YOUR OBJECTIVE: Starting with the line that contains "let mut by_cell_store" and stopping after the line that contains "by_mat = MocSolver::new(SolverOptions::default()).unwrap();", return each line below exactly as written, with no others.

*** THE RECORDS ***

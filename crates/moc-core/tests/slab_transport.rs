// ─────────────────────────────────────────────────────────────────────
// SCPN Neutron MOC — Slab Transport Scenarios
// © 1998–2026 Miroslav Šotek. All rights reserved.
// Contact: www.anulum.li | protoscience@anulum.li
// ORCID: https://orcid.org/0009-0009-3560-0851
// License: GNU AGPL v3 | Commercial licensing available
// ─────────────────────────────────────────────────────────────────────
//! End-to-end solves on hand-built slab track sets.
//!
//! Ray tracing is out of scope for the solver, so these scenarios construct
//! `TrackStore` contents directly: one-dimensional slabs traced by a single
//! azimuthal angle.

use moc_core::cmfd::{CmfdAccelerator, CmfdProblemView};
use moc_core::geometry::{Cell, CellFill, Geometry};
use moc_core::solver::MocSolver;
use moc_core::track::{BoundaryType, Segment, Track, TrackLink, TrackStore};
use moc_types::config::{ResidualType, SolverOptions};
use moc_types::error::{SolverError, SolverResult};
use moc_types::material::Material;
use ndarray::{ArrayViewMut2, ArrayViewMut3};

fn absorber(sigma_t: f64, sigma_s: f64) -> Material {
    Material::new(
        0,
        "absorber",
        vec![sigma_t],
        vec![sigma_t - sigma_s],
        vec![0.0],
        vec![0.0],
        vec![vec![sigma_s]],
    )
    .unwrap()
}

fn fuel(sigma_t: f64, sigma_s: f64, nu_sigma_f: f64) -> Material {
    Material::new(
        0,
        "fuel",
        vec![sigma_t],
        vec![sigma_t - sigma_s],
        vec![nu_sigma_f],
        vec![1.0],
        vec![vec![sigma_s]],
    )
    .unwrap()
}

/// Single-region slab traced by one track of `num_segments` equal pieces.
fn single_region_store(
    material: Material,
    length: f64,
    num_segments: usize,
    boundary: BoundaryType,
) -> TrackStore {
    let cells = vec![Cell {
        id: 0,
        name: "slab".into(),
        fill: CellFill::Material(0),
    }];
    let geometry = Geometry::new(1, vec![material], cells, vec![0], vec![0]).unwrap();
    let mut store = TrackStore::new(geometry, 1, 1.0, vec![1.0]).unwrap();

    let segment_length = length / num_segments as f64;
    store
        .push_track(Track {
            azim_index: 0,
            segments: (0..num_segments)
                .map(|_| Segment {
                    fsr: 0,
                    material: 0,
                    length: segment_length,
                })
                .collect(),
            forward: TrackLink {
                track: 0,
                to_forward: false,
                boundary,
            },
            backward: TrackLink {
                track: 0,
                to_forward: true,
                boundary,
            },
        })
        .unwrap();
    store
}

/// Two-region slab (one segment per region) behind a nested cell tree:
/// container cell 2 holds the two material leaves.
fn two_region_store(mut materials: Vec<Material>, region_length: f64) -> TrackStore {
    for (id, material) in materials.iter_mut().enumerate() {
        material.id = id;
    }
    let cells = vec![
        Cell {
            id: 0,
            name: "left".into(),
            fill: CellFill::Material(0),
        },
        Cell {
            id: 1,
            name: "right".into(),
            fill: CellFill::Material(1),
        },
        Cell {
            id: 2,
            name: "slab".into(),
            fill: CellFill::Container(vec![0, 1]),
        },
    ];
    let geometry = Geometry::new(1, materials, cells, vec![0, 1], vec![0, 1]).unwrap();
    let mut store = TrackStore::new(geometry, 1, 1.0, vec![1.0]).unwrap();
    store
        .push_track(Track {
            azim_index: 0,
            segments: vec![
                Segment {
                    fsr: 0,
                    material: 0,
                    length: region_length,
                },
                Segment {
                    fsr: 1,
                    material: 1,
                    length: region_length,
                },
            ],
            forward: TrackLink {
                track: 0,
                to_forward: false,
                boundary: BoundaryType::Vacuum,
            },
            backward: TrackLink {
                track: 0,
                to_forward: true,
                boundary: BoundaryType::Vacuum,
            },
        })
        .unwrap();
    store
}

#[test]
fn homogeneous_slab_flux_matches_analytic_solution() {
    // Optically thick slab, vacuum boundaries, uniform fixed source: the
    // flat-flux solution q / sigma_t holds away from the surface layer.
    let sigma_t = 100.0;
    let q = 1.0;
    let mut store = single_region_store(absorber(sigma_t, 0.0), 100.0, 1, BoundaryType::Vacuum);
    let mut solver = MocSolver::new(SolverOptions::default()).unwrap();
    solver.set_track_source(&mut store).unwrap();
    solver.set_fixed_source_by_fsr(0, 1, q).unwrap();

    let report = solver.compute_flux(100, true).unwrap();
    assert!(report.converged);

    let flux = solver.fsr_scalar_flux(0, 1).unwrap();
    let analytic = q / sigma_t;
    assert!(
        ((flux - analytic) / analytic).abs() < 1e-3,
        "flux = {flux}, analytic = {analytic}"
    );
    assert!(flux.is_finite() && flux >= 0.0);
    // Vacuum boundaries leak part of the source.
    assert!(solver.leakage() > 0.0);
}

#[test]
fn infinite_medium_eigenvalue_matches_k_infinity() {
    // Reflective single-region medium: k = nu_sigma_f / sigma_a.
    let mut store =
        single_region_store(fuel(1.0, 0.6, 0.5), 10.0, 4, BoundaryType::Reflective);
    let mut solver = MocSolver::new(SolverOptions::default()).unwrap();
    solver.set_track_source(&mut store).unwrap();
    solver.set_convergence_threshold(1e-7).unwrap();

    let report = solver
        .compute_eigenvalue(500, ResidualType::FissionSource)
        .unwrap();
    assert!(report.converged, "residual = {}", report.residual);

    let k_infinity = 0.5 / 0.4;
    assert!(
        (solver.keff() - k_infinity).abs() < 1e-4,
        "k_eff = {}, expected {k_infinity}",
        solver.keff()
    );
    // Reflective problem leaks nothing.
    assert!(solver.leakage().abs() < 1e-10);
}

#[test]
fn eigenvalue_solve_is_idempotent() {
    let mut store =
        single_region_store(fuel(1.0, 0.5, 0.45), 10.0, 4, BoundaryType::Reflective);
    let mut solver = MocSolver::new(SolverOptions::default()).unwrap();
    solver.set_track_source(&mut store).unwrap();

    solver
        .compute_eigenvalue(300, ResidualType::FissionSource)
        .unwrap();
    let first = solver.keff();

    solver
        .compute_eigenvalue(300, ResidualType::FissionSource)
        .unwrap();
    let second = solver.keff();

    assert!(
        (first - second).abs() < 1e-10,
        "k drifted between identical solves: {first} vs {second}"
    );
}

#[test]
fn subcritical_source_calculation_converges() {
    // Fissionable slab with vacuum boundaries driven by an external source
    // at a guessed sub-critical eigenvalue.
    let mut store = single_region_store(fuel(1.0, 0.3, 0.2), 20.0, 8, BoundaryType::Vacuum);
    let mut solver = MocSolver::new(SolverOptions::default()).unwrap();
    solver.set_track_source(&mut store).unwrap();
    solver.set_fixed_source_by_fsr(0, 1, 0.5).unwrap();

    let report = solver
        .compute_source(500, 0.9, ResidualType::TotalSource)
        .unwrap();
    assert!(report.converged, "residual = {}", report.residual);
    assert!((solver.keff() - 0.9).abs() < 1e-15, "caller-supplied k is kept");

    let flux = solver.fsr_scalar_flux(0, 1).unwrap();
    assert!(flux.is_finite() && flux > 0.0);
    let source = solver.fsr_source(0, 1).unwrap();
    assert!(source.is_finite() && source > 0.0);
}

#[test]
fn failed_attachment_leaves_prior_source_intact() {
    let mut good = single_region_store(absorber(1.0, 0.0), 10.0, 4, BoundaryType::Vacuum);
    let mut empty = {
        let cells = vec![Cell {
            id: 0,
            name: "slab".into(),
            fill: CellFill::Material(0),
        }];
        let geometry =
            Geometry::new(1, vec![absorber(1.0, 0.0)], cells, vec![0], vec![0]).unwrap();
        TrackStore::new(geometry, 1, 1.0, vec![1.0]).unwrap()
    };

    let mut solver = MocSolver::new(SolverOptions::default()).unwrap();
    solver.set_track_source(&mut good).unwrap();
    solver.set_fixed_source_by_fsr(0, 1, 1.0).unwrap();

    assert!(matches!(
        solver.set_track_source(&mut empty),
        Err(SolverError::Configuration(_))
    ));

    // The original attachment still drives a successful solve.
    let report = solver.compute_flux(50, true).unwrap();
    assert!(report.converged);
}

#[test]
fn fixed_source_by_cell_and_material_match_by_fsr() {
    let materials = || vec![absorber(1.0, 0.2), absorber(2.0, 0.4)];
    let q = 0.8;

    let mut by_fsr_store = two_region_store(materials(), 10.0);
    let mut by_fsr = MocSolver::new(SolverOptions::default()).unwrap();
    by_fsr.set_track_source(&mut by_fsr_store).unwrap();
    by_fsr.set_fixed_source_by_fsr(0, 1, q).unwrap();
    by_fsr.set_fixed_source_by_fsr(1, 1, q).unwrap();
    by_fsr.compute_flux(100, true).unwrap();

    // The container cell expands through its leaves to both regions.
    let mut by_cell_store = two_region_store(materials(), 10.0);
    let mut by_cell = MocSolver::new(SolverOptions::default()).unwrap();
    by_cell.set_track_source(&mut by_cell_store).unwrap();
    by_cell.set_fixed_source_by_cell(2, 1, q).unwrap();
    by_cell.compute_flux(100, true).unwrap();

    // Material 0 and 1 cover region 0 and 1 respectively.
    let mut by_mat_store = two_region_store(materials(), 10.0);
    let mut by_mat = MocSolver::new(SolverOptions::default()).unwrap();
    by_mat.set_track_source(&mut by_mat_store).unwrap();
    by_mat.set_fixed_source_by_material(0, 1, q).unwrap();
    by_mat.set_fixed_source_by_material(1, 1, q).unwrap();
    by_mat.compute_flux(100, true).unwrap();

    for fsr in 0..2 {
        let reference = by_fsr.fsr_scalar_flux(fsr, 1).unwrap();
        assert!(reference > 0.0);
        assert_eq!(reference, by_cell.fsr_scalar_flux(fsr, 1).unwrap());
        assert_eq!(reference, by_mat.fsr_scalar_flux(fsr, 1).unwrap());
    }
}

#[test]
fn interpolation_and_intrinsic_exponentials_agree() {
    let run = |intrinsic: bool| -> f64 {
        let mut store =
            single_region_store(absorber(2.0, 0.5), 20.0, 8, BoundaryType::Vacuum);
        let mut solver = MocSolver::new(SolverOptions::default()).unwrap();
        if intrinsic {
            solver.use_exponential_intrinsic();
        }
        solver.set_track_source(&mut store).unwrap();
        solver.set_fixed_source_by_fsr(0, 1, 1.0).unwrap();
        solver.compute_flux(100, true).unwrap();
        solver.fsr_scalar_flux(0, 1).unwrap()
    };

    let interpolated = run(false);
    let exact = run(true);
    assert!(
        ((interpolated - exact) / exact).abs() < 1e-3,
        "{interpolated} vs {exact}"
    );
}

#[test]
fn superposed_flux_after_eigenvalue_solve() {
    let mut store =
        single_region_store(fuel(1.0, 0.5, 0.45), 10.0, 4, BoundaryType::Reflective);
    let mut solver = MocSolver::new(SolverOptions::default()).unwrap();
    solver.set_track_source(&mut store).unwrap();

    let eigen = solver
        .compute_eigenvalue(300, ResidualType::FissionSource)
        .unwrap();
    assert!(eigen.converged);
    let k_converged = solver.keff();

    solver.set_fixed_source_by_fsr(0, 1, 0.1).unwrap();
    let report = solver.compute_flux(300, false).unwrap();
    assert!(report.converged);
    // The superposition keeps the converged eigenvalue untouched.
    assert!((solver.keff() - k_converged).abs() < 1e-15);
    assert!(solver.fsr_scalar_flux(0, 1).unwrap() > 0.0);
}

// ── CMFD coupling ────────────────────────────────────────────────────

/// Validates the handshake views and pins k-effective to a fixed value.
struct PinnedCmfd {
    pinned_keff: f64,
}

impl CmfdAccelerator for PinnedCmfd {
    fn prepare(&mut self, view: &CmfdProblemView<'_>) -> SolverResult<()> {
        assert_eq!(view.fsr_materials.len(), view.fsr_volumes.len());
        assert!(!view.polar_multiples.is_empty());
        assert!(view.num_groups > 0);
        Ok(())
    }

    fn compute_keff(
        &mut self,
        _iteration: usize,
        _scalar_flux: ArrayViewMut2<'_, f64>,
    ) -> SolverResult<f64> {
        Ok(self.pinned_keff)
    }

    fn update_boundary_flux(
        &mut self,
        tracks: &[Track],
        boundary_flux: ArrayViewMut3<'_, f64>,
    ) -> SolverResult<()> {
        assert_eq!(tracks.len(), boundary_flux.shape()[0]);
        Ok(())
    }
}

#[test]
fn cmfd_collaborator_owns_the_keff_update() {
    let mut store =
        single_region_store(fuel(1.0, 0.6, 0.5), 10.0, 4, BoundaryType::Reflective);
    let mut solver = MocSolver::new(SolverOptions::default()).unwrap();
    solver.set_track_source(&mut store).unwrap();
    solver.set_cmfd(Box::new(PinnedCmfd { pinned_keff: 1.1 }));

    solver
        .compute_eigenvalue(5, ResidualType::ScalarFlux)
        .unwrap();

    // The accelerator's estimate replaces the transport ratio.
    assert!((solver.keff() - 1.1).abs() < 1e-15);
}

***
*** THE RECORDS ***

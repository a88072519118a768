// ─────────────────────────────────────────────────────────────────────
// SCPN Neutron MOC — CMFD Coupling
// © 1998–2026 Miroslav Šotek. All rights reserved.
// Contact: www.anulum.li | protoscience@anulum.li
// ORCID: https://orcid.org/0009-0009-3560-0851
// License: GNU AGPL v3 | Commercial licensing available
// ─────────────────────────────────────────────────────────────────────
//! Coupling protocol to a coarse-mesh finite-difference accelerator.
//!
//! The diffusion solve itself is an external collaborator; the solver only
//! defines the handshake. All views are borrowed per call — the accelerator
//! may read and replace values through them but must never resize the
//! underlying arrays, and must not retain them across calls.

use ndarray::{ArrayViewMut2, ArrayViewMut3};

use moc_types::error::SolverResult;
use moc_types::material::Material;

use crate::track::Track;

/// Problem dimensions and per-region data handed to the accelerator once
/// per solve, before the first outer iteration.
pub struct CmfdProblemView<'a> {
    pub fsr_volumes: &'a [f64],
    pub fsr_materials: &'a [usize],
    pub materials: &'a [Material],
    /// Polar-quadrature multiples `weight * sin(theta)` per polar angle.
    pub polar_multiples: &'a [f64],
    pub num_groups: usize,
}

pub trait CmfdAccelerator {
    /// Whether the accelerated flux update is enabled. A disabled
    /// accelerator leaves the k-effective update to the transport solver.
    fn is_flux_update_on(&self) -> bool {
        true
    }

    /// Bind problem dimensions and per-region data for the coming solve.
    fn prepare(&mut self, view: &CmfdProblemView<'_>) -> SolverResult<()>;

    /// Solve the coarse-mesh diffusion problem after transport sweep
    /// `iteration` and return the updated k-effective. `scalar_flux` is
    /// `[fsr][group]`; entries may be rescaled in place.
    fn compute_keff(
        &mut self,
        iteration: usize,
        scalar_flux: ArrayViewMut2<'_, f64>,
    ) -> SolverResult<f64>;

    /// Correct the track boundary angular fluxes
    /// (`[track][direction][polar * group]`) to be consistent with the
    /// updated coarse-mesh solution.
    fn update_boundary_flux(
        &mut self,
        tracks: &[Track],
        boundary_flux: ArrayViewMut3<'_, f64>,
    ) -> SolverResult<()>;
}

***

EXERCISE RESULT:
    let mut by_cell_store = two_region_store(materials(), 10.0);
    let mut by_cell = MocSolver::new(SolverOptions::default()).unwrap();
    by_cell.set_track_source(&mut by_cell_store).unwrap();
    by_cell.set_fixed_source_by_cell(2, 1, q).unwrap();
    by_cell.compute_flux(100, true).unwrap();

    // Material 0 and 1 cover region 0 and 1 respectively.
    let mut by_mat_store = two_region_store(materials(), 10.0);
    let mut by_mat = MocSolver::new(SolverOptions::default()).unwrap();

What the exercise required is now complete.